[Items from a data source]
::::::::::

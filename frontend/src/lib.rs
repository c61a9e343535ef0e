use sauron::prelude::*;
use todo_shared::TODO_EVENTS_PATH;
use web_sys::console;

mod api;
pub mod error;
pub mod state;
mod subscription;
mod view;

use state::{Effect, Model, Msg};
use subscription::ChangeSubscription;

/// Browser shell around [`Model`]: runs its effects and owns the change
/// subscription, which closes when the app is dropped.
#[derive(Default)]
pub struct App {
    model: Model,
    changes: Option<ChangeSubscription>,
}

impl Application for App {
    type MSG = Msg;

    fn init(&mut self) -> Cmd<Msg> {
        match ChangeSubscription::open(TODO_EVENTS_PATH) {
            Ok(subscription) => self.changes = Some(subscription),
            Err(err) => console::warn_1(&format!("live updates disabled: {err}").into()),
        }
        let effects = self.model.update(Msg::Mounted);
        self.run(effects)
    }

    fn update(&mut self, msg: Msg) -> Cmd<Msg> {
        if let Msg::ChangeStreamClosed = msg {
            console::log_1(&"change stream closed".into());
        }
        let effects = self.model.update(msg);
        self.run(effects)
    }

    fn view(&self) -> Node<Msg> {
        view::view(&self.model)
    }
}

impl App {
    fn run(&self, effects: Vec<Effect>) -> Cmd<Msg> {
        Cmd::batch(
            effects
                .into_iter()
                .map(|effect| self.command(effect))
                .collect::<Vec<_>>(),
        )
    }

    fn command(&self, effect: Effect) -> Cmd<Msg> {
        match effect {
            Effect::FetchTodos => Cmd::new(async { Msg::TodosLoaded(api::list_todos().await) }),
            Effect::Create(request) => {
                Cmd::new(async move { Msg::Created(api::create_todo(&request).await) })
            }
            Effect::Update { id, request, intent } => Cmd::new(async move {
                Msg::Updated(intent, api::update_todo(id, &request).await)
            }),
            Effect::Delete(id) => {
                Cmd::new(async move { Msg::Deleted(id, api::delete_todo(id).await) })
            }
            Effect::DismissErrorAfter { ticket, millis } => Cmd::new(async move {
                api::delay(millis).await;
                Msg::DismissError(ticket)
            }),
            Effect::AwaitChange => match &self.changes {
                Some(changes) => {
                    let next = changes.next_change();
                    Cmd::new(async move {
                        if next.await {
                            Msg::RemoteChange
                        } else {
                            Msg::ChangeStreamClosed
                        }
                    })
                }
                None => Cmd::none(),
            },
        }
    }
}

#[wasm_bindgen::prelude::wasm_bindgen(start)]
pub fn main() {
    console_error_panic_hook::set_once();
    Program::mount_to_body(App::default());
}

::::::::::

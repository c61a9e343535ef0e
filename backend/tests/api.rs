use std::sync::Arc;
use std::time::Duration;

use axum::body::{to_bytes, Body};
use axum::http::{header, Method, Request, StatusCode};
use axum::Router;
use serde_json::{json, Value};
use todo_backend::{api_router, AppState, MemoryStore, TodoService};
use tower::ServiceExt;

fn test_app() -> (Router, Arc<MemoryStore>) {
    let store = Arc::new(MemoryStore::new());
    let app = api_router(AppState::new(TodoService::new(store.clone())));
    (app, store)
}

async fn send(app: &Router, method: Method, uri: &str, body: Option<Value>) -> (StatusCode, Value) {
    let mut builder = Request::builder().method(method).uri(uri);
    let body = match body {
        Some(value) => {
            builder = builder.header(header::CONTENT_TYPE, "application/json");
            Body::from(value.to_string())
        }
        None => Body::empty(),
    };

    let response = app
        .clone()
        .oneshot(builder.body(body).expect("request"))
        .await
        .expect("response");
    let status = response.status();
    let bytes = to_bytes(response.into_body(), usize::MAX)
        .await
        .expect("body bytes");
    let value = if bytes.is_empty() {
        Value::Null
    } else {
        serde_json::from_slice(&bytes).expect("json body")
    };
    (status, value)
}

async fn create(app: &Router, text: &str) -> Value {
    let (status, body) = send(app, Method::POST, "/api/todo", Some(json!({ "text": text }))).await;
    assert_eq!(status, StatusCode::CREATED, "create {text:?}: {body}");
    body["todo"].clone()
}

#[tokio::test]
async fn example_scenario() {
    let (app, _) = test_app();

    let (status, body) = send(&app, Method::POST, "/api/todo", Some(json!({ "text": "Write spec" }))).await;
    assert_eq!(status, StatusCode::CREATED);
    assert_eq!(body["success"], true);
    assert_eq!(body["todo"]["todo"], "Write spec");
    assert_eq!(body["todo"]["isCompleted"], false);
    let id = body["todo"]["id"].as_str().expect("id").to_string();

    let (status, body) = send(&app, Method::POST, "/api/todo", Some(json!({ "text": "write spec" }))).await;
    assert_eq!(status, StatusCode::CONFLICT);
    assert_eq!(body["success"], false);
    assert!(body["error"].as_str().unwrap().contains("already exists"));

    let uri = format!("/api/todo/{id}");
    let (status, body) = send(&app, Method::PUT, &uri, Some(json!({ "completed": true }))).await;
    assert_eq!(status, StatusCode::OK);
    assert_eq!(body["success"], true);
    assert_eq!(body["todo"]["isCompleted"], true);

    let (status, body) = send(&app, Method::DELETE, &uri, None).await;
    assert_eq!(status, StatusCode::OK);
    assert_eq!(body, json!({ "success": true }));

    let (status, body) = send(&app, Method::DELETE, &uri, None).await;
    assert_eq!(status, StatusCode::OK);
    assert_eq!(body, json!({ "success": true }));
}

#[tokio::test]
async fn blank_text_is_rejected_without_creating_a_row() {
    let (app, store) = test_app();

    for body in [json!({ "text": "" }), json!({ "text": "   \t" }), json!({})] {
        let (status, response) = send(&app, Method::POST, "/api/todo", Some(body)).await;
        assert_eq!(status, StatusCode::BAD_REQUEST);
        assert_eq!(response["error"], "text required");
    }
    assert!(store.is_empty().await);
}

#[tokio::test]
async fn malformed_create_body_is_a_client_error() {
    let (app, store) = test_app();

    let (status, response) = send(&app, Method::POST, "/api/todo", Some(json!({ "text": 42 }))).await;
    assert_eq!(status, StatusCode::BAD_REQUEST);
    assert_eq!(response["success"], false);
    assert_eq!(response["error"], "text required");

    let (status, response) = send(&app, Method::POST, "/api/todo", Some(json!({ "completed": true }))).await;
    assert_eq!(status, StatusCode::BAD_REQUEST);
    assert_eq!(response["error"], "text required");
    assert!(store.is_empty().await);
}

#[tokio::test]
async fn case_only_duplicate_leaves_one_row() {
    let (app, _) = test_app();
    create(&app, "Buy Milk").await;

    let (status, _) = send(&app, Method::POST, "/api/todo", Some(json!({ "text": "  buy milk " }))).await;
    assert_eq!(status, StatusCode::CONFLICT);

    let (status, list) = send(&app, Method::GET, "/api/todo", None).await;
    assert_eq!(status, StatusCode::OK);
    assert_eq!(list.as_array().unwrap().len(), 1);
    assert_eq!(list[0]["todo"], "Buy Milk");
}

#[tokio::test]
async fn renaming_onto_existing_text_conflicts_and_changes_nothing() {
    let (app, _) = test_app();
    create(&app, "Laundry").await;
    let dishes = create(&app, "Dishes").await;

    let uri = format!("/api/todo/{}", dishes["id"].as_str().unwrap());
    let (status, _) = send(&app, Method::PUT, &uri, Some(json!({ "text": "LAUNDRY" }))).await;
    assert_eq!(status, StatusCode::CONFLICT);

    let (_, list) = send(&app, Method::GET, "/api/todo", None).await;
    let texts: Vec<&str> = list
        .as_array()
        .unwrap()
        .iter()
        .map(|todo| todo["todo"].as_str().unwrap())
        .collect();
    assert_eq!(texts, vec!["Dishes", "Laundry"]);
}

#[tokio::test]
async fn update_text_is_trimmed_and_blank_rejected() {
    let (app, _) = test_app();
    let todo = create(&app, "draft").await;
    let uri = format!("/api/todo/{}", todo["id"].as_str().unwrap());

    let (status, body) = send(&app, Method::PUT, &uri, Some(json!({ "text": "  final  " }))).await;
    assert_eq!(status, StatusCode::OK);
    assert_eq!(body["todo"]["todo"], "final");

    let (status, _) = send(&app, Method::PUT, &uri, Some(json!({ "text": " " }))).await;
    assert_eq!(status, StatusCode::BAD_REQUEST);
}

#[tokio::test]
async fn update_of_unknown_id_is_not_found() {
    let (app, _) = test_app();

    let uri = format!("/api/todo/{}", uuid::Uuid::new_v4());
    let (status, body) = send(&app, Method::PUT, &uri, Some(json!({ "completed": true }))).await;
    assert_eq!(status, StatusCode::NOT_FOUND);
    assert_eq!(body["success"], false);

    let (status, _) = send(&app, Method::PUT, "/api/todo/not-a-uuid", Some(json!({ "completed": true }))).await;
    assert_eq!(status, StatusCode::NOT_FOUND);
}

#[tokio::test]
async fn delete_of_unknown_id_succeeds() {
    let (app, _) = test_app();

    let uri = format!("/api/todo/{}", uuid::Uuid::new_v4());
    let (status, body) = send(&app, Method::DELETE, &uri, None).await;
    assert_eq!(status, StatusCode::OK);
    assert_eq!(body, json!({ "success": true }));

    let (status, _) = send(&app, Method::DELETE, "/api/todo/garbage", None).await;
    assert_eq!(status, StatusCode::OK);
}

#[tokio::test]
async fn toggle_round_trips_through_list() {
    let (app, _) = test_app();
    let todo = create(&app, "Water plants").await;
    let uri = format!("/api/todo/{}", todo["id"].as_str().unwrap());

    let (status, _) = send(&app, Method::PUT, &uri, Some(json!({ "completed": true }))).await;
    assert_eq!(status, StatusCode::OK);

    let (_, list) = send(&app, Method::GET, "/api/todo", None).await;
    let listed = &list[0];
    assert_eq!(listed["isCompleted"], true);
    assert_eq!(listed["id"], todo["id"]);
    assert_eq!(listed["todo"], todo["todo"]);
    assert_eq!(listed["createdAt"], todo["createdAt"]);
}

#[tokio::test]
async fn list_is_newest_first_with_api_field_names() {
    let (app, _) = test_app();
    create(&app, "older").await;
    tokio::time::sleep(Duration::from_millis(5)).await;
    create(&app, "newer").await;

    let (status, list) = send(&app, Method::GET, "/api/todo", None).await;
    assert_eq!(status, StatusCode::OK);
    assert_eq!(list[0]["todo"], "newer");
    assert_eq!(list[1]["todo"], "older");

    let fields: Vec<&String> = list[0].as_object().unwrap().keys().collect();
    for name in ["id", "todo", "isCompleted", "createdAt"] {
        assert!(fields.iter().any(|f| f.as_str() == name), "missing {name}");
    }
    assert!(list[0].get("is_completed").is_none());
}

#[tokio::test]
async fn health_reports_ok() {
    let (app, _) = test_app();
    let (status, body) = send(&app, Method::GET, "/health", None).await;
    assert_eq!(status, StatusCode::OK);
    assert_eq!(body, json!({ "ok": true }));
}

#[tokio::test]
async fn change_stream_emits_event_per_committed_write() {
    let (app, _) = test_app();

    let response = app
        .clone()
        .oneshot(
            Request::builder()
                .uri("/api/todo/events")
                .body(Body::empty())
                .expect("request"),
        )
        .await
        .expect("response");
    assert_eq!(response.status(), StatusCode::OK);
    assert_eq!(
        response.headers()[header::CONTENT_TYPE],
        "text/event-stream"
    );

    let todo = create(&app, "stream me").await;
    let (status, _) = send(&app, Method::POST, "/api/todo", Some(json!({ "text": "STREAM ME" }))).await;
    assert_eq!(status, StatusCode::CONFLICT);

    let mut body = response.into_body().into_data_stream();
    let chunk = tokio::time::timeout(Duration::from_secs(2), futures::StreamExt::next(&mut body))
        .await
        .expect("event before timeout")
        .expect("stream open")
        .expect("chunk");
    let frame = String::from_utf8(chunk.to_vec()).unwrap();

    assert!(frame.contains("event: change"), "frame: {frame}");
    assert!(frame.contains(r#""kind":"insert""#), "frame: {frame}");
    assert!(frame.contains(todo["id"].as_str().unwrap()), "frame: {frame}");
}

::::::::::

Read through the entries and copy every line that includes "texts".

    let texts: Vec<&str> = list
    assert_eq!(texts, vec!["Dishes", "Laundry"]);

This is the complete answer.